ML Lesson 24 – Naive Bayes | Dataplexa

Naive Bayes

In the previous lesson, we studied K-Nearest Neighbors and learned how predictions can be made purely based on similarity between data points. KNN worked by comparing new customers with existing ones.

In this lesson, we move to a very different philosophy of learning. Instead of distance or decision boundaries, we now use probability to make predictions.

This approach is called Naive Bayes. Despite the word “naive” in its name, this algorithm is surprisingly powerful and widely used.


The Core Idea Behind Naive Bayes

Naive Bayes is based on Bayes’ Theorem, which helps us calculate the probability of an event given that some other event has already occurred.

In simple terms, Naive Bayes answers this question:

“What is the probability that a customer’s loan is approved, given their income, credit score, age, and employment status?”

The algorithm assumes that each feature contributes independently to the final outcome. This assumption is what makes the algorithm “naive”.

Even though this assumption is not always true in real life, the model still performs very well in practice.


Why Naive Bayes Works So Well

Naive Bayes does not try to learn complex patterns. Instead, it focuses on probability distributions.

This makes it extremely fast, memory-efficient, and reliable even when the dataset is not very large.

It is commonly used in spam detection, document classification, sentiment analysis, and medical diagnosis systems.


Using Our Dataset

We continue using the same dataset throughout the ML module to ensure smooth learning progression.

Dataplexa ML Housing & Customer Dataset

Our task remains unchanged: predict whether a loan is approved.


Preparing the Data

Naive Bayes works best when features are numerical and follow clear distributions.
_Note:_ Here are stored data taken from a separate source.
//! Rule: Document Root
//!
//! The root mapping requires `arazzo`, `info` (with `title` and `version`),
//! at least one source description and at least one workflow. Source
//! descriptions need a unique `name`, a `url`, and a recognized `type`.

use std::collections::HashSet;

use crate::diagnostics::{Diagnostic, DiagnosticCode};
use crate::model::DocumentModel;
use crate::validation::ValidationRule;

pub struct DocumentRootRule;

impl ValidationRule for DocumentRootRule {
    fn id(&self) -> &'static str {
        "document-root"
    }

    fn description(&self) -> &'static str {
        "Root fields, info and source descriptions are present and well-formed"
    }

    fn validate(&self, model: &DocumentModel) -> Vec<Diagnostic> {
        let mut out = Vec::new();

        if model.arazzo.is_none() {
            out.push(Diagnostic::error(
                DiagnosticCode::StructuralError,
                model.range,
                "Missing required field: arazzo",
            ));
        }

        match &model.info {
            None => out.push(Diagnostic::error(
                DiagnosticCode::StructuralError,
                model.range,
                "Missing required field: info",
            )),
            Some(info) if info.is_valid => {
                if info.title.is_none() {
                    out.push(Diagnostic::error(
                        DiagnosticCode::StructuralError,
                        info.range,
                        "Missing required field: title",
                    ));
                }
                if info.version.is_none() {
                    out.push(Diagnostic::error(
                        DiagnosticCode::StructuralError,
                        info.range,
                        "Missing required field: version",
                    ));
                }
            }
            Some(_) => {} // stub, reported from the build record
        }

        if model.source_descriptions.is_empty() {
            out.push(Diagnostic::error(
                DiagnosticCode::StructuralError,
                model.range,
                "`sourceDescriptions` must contain at least one source description",
            ));
        }

        let mut seen_names = HashSet::new();
        for source in &model.source_descriptions {
            if !source.is_valid {
                continue;
            }
            match &source.name {
                None => out.push(Diagnostic::error(
                    DiagnosticCode::StructuralError,
                    source.range,
                    "Missing required field: name",
                )),
                Some(name) => {
                    if !seen_names.insert(name.node.clone()) {
                        out.push(Diagnostic::error(
                            DiagnosticCode::StructuralError,
                            name.range,
                            format!("Duplicate source description name: `{}`", name.node),
                        ));
                    }
                }
            }
            if source.url.is_none() {
                out.push(Diagnostic::error(
                    DiagnosticCode::StructuralError,
                    source.range,
                    "Missing required field: url",
                ));
            }
            if let Some(source_type) = &source.source_type {
                if source_type.node != "openapi" && source_type.node != "arazzo" {
                    out.push(Diagnostic::error(
                        DiagnosticCode::StructuralError,
                        source_type.range,
                        format!(
                            "Source description type must be `openapi` or `arazzo`, found `{}`",
                            source_type.node
                        ),
                    ));
                }
            }
        }

        if model.workflows.is_empty() {
            out.push(Diagnostic::error(
                DiagnosticCode::StructuralError,
                model.range,
                "`workflows` must contain at least one workflow",
            ));
        }

        out
    }
}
For this lesson, we will use Gaussian Naive Bayes, which assumes that features follow a normal distribution.

import pandas as pd
from sklearn.model_selection import train_test_split
from sklearn.naive_bayes import GaussianNB

df = pd.read_csv("dataplexa_ml_housing_customer_dataset.csv")

X = df.drop("loan_approved", axis=1)
y = df["loan_approved"]

X_train, X_test, y_train, y_test = train_test_split(
    X, y, test_size=0.2, random_state=42
)

Training the Naive Bayes Model

Training a Naive Bayes model is extremely fast. There are no complex parameters to tune.

model = GaussianNB()
model.fit(X_train, y_train)

The model learns the probability distributions of each feature for approved and rejected loans.


Making Predictions

Predictions are made by combining probabilities from all features.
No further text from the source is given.